StatMath.BasicStats
Basic Statistical Functions This class provides static methods to calculate common descriptive statistics from data arrays.
These functions are designed for practical game development use
where you need to analyze player data, game metrics, performance statistics, etc.
Note: All functions expect Array[float]
input. Use
sanitize_numeric_array() to preprocess
mixed-type arrays before calling these functions.
Usage
# Access via StatMath singleton
var result = StatMath.BasicStats.function_name(parameters)
Functions
- mean(data: Array[float]) float:
Calculates the arithmetic mean (average) of a dataset.
The arithmetic mean is the sum of all values divided by the count of values. Formula:
μ = (Σx) / n
- median(data: Array[float]) float:
Calculates the middle value of a sorted dataset.
For even-sized arrays, returns the average of the two middle values. This function assumes the input array is already sorted. Use sanitize_numeric_array() which sorts automatically.
- variance(data: Array[float]) float:
Calculates the population variance of a dataset.
Population variance measures how spread out the data points are from the mean. Formula:
σ² = Σ(x - μ)² / N
- standard_deviation(data: Array[float]) float:
Calculates the population standard deviation of a dataset.
Returns the square root of the variance, providing a measure of spread in the same units as the original data.
- sample_variance(data: Array[float]) float:
Calculates the sample variance of a dataset with Bessel’s correction.
Uses sample variance formula: Σ(x - x̄)² / (N-1). Use this when your data represents a sample from a larger population, as it provides an unbiased estimate of the population variance.
- sample_standard_deviation(data: Array[float]) float:
Calculates the sample standard deviation of a dataset.
Returns the square root of the sample variance. Use this when your data represents a sample from a larger population.
- median_absolute_deviation(data: Array[float]) float:
Calculates the median absolute deviation (MAD) of a dataset.
A robust measure of variability that is less sensitive to outliers than standard deviation. Formula: median(|x - median(x)|)

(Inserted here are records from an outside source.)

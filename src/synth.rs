// Copyright 2026, Jeroen van Erp <jeroen@geeko.me>
// SPDX-License-Identifier: Apache-2.0

//! Rendering charts to manifest files

use crate::charts::{Chart, Resource};
use crate::error::{ManifestError, Result};
use clap::ValueEnum;
use serde::Serialize;
use std::path::{Path, PathBuf};
use tracing::{debug, info, instrument};

/// Manifest file format
#[derive(ValueEnum, Clone, Copy, Debug, PartialEq, Eq)]
pub enum OutputFormat {
    /// Multi-document YAML stream
    Yaml,
    /// A `v1/List` object
    Json,
}

impl OutputFormat {
    pub fn extension(&self) -> &'static str {
        match self {
            OutputFormat::Yaml => "yaml",
            OutputFormat::Json => "json",
        }
    }
}

#[derive(Serialize)]
#[serde(rename_all = "camelCase")]
struct ResourceList<'a> {
    api_version: &'static str,
    kind: &'static str,
    items: &'a [Resource],
}

/// Render `chart` in `format`
pub fn render(chart: &Chart, format: OutputFormat) -> Result<String> {
    match format {
        OutputFormat::Yaml => render_yaml(chart),
        OutputFormat::Json => render_json(chart),
    }
}

fn render_yaml(chart: &Chart) -> Result<String> {
    let documents = chart
        .resources()
        .iter()
        .map(serde_yaml::to_string)
        .collect::<std::result::Result<Vec<_>, _>>()?;

    Ok(documents.join("---\n"))
}

fn render_json(chart: &Chart) -> Result<String> {
    let list = ResourceList {
        api_version: "v1",
        kind: "List",
        items: chart.resources(),
    };

    let mut json = serde_json::to_string_pretty(&list)?;
    json.push('\n');
    Ok(json)
}

/// File name a chart is written to, e.g. `training-cicd.k8s.yaml`
pub fn manifest_file_name(chart: &Chart, format: OutputFormat) -> String {
    format!("{}.k8s.{}", chart.name(), format.extension())
}

/// Render `chart` and write it into `outdir`, creating the directory if needed
#[instrument(skip(chart), fields(chart = %chart.name()))]
pub async fn write_chart(chart: &Chart, outdir: &Path, format: OutputFormat) -> Result<PathBuf> {
    let rendered = render(chart, format)?;
    let path = outdir.join(manifest_file_name(chart, format));

    tokio::fs::create_dir_all(outdir)
        .await
        .map_err(|source| ManifestError::WriteError {
            path: outdir.to_path_buf(),
            source,
        })?;

    debug!("Writing {} bytes to {}", rendered.len(), path.display());
    tokio::fs::write(&path, rendered)
        .await
        .map_err(|source| ManifestError::WriteError {
            path: path.clone(),
            source,
        })?;

    info!(
        "Synthesized {} resources to {}",
        chart.resources().len(),
        path.display()
    );
    Ok(path)
}
// Copyright 2026, Jeroen van Erp <jeroen@geeko.me>
// SPDX-License-Identifier: Apache-2.0

//! Test utilities for mocking Kubernetes API responses.

use http::{Request, Response};
use http_body_util::BodyExt;
use kube::client::Body;
use kube::Client;
use std::collections::HashMap;
use std::sync::{Arc, Mutex};
use std::task::{Context, Poll};
use tower::Service;

/// A mock API server. Server-side apply requests are answered by echoing the
/// applied object back; canned responses override that per path.
#[derive(Clone)]
pub struct MockService {
    responses: Arc<Mutex<HashMap<(String, String), (u16, String)>>>,
    requests: Arc<Mutex<Vec<(String, String)>>>,
}

impl MockService {
    pub fn new() -> Self {
        Self {
            responses: Arc::new(Mutex::new(HashMap::new())),
            requests: Arc::new(Mutex::new(Vec::new())),
        }
    }

    /// Add a response for PATCH requests matching the exact path
    pub fn on_patch(self, path: &str, status: u16, body: &str) -> Self {
        self.responses
            .lock()
            .unwrap()
            .insert(("PATCH".to_string(), path.to_string()), (status, body.to_string()));
        self
    }

    /// All (method, path) pairs received so far, in order
    pub fn requests(&self) -> Vec<(String, String)> {
        self.requests.lock().unwrap().clone()
    }

    /// Build a kube Client from this mock service
    pub fn into_client(self) -> Client {
        Client::new(self, "https://kubernetes.default.svc")
    }

    fn find_response(&self, method: &str, path: &str) -> Option<(u16, String)> {
        self.responses
            .lock()
            .unwrap()
            .get(&(method.to_string(), path.to_string()))
            .cloned()
    }
}

impl Default for MockService {
    fn default() -> Self {
        Self::new()
    }
}

fn json_response(status: u16, body: Vec<u8>) -> Response<Body> {
    Response::builder()
        .status(status)
        .header("content-type", "application/json")
        .body(Body::from(body))
        .unwrap()
}

impl Service<Request<Body>> for MockService {
    type Response = Response<Body>;
    type Error = tower::BoxError;
    type Future = std::pin::Pin<
        Box<dyn std::future::Future<Output = Result<Self::Response, Self::Error>> + Send>,
    >;

    fn poll_ready(&mut self, _cx: &mut Context<'_>) -> Poll<Result<(), Self::Error>> {
        Poll::Ready(Ok(()))
    }

    fn call(&mut self, req: Request<Body>) -> Self::Future {
        let method = req.method().to_string();
        let path = req.uri().path().to_string();

        self.requests
            .lock()
            .unwrap()
            .push((method.clone(), path.clone()));
        let response = self.find_response(&method, &path);

        Box::pin(async move {
            match response {
                Some((status, body)) => Ok(json_response(status, body.into_bytes())),
                None if method == "PATCH" => {
                    let applied = req.into_body().collect().await?.to_bytes();
                    Ok(json_response(200, applied.to_vec()))
                }
                None => Ok(json_response(
                    404,
                    status_json(404, "NotFound", "not found").into_bytes(),
                )),
            }
        })
    }
}

/// Create a failure `Status` response body
pub fn status_json(code: u16, reason: &str, message: &str) -> String {
    serde_json::json!({
        "kind": "Status",
        "apiVersion": "v1",
        "status": "Failure",
        "message": message,
        "reason": reason,
        "code": code
    })
    .to_string()
}
// Copyright 2026, Jeroen van Erp <jeroen@geeko.me>
// SPDX-License-Identifier: Apache-2.0

/// Namespace all workshop resources live in
pub const NAMESPACE: &str = "training-cicd";

/// The field manager used for server-side apply
pub const FIELD_MANAGER: &str = "workshop-manifests";

/// Label key used to tie deployments, pods and services together
pub const APP_LABEL: &str = "app";

/// Registry pull secret settings
pub mod pull_secret {
    pub const NAME: &str = "gitea-registry-secret";
    pub const TYPE: &str = "kubernetes.io/dockerconfigjson";
    /// The single data key of a dockerconfigjson secret
    pub const DATA_KEY: &str = ".dockerconfigjson";
}

/// Environment variables read by `Config::from_env`
pub mod env {
    pub const REGISTRY_SERVER: &str = "REGISTRY_SERVER";
    pub const USERNAME: &str = "GITEA_USERNAME";
    pub const TOKEN: &str = "GITEA_TOKEN";
    pub const EMAIL: &str = "GITEA_EMAIL";
    pub const REQUIRE_CREDENTIALS: &str = "REQUIRE_REGISTRY_CREDENTIALS";
}

/// Values substituted when a credential variable is unset or empty
pub mod defaults {
    pub const REGISTRY_SERVER: &str = "gitea.arpce.fnstack.dev";
    pub const USERNAME: &str = "your-username";
    pub const TOKEN: &str = "your-token";
    pub const EMAIL: &str = "your-email@domain.local";
}

/// Deployment rollout settings applied to every workload
pub mod rollout {
    pub const MAX_SURGE: &str = "25%";
    pub const MAX_UNAVAILABLE: &str = "25%";
    pub const PROGRESS_DEADLINE_SECS: i32 = 600;
}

- range_spread(data: Array[float]) float:
Calculates the range (spread) of a dataset.
Returns the difference between the maximum and minimum values, providing a simple measure of the data’s spread.
- percentile(data: Array[float], percentile_value: float) float:
Calculates the value below which a given percentage of data falls.
Uses linear interpolation for percentiles that fall between data points using the “R-6” quantile method (commonly used). This function assumes the input array is already sorted. Use sanitize_numeric_array() which sorts automatically.
- summary_statistics(data: Array[float]) Dictionary:
Calculates all basic statistics and returns them in a Dictionary.
Provides a comprehensive statistical summary of the dataset including all measures of central tendency, variability, and extreme values. Dictionary contains: mean, median, variance, standard_deviation, sample_variance, sample_standard_deviation, median_absolute_deviation, range, minimum, maximum, count.